## EXERCISE DATA
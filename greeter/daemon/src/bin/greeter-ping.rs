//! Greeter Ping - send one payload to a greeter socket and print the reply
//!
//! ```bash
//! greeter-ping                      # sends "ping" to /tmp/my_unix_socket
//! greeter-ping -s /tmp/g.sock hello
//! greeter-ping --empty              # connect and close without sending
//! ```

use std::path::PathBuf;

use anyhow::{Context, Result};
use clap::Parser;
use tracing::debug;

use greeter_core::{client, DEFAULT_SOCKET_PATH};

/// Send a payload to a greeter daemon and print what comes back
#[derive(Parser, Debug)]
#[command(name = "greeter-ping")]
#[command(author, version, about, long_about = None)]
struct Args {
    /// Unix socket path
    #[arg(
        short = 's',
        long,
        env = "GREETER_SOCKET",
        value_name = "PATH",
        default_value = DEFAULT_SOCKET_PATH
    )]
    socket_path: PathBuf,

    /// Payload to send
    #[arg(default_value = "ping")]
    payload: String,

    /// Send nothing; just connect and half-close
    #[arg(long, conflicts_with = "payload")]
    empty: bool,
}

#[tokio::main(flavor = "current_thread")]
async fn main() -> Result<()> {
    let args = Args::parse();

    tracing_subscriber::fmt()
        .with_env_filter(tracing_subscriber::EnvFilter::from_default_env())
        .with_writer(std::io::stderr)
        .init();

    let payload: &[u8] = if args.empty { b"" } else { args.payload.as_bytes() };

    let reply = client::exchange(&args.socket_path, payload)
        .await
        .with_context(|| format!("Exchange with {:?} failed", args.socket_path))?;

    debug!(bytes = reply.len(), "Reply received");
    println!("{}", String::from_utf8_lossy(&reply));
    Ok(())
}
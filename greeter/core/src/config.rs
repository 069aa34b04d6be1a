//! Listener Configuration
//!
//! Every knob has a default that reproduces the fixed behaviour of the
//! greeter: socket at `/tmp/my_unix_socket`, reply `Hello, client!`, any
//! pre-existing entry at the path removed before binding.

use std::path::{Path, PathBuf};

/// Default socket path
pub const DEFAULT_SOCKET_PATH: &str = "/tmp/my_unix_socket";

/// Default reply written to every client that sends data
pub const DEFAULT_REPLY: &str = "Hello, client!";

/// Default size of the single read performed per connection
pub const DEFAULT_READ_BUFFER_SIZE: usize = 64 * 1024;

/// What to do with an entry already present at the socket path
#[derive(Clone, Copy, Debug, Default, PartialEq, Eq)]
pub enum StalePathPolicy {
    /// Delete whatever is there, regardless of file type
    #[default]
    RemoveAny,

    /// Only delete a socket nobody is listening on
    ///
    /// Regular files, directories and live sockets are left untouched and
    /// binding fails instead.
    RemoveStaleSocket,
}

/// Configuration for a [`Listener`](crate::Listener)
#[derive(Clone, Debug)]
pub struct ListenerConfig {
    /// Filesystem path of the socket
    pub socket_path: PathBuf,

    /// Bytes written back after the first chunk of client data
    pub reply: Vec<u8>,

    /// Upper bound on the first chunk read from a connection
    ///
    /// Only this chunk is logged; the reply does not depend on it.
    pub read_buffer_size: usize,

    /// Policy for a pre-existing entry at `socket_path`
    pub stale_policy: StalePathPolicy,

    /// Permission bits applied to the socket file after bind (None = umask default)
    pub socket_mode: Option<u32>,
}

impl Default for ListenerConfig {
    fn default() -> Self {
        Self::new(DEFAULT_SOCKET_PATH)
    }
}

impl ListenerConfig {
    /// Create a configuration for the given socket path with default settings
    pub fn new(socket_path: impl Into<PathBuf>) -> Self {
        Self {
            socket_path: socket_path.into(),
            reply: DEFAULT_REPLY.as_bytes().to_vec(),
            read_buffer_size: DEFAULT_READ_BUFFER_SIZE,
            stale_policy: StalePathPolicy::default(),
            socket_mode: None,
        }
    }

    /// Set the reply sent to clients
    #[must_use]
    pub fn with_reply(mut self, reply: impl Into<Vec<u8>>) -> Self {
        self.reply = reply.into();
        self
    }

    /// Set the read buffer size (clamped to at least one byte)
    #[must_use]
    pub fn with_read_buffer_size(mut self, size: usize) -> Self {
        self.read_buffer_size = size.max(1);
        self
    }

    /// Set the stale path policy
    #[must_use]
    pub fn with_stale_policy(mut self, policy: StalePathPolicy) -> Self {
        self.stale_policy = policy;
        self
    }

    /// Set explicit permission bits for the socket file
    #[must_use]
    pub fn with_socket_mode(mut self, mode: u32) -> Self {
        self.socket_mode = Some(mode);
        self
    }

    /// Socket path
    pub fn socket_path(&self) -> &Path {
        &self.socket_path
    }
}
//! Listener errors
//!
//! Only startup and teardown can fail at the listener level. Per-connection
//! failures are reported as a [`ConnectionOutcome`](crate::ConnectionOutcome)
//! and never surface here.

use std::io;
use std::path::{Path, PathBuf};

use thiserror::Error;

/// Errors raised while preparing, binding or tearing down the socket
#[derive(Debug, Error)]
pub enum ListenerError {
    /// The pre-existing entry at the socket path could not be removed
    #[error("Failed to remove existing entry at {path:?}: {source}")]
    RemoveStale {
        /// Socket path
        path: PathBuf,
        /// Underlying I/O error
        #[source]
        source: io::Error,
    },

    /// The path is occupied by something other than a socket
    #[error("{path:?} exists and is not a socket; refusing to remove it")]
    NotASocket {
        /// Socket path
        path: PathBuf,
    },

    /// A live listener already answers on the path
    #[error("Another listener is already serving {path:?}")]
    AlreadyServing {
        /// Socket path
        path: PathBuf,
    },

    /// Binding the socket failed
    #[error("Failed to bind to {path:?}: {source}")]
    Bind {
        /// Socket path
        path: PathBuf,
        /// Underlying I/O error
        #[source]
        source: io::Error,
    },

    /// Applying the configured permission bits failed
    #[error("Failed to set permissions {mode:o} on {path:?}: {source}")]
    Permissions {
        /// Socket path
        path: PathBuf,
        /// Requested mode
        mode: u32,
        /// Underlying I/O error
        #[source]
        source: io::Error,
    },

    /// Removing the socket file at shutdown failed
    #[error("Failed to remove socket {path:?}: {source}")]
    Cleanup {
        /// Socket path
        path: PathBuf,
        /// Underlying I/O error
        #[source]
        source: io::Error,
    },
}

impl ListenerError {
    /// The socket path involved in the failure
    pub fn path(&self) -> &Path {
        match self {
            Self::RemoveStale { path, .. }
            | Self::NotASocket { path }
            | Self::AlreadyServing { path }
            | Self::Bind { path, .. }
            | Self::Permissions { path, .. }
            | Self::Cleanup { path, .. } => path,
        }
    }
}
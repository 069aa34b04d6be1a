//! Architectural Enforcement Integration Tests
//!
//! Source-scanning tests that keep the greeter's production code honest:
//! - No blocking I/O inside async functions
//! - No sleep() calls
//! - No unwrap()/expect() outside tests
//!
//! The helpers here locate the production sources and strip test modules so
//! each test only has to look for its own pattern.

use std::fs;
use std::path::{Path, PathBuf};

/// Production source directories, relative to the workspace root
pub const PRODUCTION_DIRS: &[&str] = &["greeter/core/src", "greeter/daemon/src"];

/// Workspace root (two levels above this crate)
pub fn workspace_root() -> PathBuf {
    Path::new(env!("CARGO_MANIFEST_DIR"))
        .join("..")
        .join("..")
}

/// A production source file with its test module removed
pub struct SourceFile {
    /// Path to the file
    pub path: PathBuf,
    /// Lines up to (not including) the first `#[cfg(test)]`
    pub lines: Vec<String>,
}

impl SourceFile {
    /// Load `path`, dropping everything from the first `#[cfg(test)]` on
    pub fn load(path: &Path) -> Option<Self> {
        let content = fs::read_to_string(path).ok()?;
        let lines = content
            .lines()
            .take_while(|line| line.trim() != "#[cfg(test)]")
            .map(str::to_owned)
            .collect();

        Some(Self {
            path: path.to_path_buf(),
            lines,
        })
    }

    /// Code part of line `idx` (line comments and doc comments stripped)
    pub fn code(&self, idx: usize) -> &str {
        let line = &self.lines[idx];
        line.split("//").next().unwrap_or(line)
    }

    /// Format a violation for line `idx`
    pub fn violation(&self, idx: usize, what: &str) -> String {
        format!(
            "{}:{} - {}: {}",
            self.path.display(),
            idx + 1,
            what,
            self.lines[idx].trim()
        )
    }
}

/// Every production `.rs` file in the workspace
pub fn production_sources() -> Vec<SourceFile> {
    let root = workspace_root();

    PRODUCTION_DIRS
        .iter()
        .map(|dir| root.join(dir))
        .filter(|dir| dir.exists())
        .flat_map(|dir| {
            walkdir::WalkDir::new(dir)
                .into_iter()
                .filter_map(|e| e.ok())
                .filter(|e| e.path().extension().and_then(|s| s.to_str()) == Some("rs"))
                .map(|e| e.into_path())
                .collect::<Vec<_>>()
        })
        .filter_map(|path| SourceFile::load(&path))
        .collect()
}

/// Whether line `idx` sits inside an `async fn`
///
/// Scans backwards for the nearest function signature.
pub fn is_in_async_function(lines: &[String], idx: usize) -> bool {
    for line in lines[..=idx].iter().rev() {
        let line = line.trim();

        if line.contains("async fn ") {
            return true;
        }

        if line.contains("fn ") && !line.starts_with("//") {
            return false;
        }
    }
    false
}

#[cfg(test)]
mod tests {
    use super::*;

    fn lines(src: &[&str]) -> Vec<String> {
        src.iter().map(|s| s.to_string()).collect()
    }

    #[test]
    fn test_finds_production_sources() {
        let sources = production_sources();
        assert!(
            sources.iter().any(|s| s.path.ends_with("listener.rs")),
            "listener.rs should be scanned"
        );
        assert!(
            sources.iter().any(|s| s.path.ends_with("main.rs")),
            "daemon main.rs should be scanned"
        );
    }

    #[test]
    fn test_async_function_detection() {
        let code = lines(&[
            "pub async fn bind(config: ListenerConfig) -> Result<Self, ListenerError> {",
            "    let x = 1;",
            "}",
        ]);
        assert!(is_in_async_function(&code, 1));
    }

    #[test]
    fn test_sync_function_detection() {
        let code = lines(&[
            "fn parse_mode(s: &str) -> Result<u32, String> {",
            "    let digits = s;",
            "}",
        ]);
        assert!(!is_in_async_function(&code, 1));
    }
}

## DESCRIPTION OF THE TASK
Only the lines from the beginning of the entries through the line bearing "pub const DEFAULT_READ_BUFFER_SIZE: usize" should be returned, each exactly as written.

## EXPECTED ANSWER
filename greeter/daemon/src/bin/greeter-ping.rs
//! Greeter Ping - send one payload to a greeter socket and print the reply
//!
//! ```bash
//! greeter-ping                      # sends "ping" to /tmp/my_unix_socket
//! greeter-ping -s /tmp/g.sock hello
//! greeter-ping --empty              # connect and close without sending
//! ```

use std::path::PathBuf;

use anyhow::{Context, Result};
use clap::Parser;
use tracing::debug;

use greeter_core::{client, DEFAULT_SOCKET_PATH};

/// Send a payload to a greeter daemon and print what comes back
#[derive(Parser, Debug)]
#[command(name = "greeter-ping")]
#[command(author, version, about, long_about = None)]
struct Args {
    /// Unix socket path
    #[arg(
        short = 's',
        long,
        env = "GREETER_SOCKET",
        value_name = "PATH",
        default_value = DEFAULT_SOCKET_PATH
    )]
    socket_path: PathBuf,

    /// Payload to send
    #[arg(default_value = "ping")]
    payload: String,

    /// Send nothing; just connect and half-close
    #[arg(long, conflicts_with = "payload")]
    empty: bool,
}

#[tokio::main(flavor = "current_thread")]
async fn main() -> Result<()> {
    let args = Args::parse();

    tracing_subscriber::fmt()
        .with_env_filter(tracing_subscriber::EnvFilter::from_default_env())
        .with_writer(std::io::stderr)
        .init();

    let payload: &[u8] = if args.empty { b"" } else { args.payload.as_bytes() };

    let reply = client::exchange(&args.socket_path, payload)
        .await
        .with_context(|| format!("Exchange with {:?} failed", args.socket_path))?;

    debug!(bytes = reply.len(), "Reply received");
    println!("{}", String::from_utf8_lossy(&reply));
    Ok(())
}
filename greeter/core/src/config.rs
repository 069aa34b04d6be1a
//! Listener Configuration
//!
//! Every knob has a default that reproduces the fixed behaviour of the
//! greeter: socket at `/tmp/my_unix_socket`, reply `Hello, client!`, any
//! pre-existing entry at the path removed before binding.

use std::path::{Path, PathBuf};

/// Default socket path
pub const DEFAULT_SOCKET_PATH: &str = "/tmp/my_unix_socket";

/// Default reply written to every client that sends data
pub const DEFAULT_REPLY: &str = "Hello, client!";

/// Default size of the single read performed per connection
pub const DEFAULT_READ_BUFFER_SIZE: usize = 64 * 1024;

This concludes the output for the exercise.